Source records
┄┄┄┄┄┄

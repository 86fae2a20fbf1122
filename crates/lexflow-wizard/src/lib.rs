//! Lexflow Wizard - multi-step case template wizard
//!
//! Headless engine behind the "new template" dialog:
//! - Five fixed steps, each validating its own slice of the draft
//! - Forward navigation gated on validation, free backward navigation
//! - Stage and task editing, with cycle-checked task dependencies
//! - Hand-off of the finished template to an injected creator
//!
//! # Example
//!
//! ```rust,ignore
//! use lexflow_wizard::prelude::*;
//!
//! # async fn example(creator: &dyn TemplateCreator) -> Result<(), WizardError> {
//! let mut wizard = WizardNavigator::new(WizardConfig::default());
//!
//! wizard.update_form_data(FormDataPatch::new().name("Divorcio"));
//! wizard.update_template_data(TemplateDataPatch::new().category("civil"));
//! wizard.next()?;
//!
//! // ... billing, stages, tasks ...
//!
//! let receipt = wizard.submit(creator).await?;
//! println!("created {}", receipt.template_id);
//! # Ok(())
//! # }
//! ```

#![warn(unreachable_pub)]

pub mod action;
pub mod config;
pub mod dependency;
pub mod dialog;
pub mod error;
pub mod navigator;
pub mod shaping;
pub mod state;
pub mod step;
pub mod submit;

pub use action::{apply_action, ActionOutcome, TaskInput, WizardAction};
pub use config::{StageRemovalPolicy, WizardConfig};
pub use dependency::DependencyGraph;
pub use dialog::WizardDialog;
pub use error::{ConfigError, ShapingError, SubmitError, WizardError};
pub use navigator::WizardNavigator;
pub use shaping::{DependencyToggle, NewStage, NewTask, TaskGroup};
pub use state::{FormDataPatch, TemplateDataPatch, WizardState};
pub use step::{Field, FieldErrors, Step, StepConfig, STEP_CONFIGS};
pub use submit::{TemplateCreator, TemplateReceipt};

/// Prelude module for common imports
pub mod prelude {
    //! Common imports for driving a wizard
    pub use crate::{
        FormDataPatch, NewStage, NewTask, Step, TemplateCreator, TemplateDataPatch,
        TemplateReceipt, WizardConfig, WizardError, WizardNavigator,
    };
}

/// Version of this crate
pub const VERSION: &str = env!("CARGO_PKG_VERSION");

┄┄┄┄┄┄

--- WHAT THE TASK ASKS ---
Figure out how many lines of the data hold "WizardNavigator", and answer with the number only.

--- SOLVED EXERCISE ---
3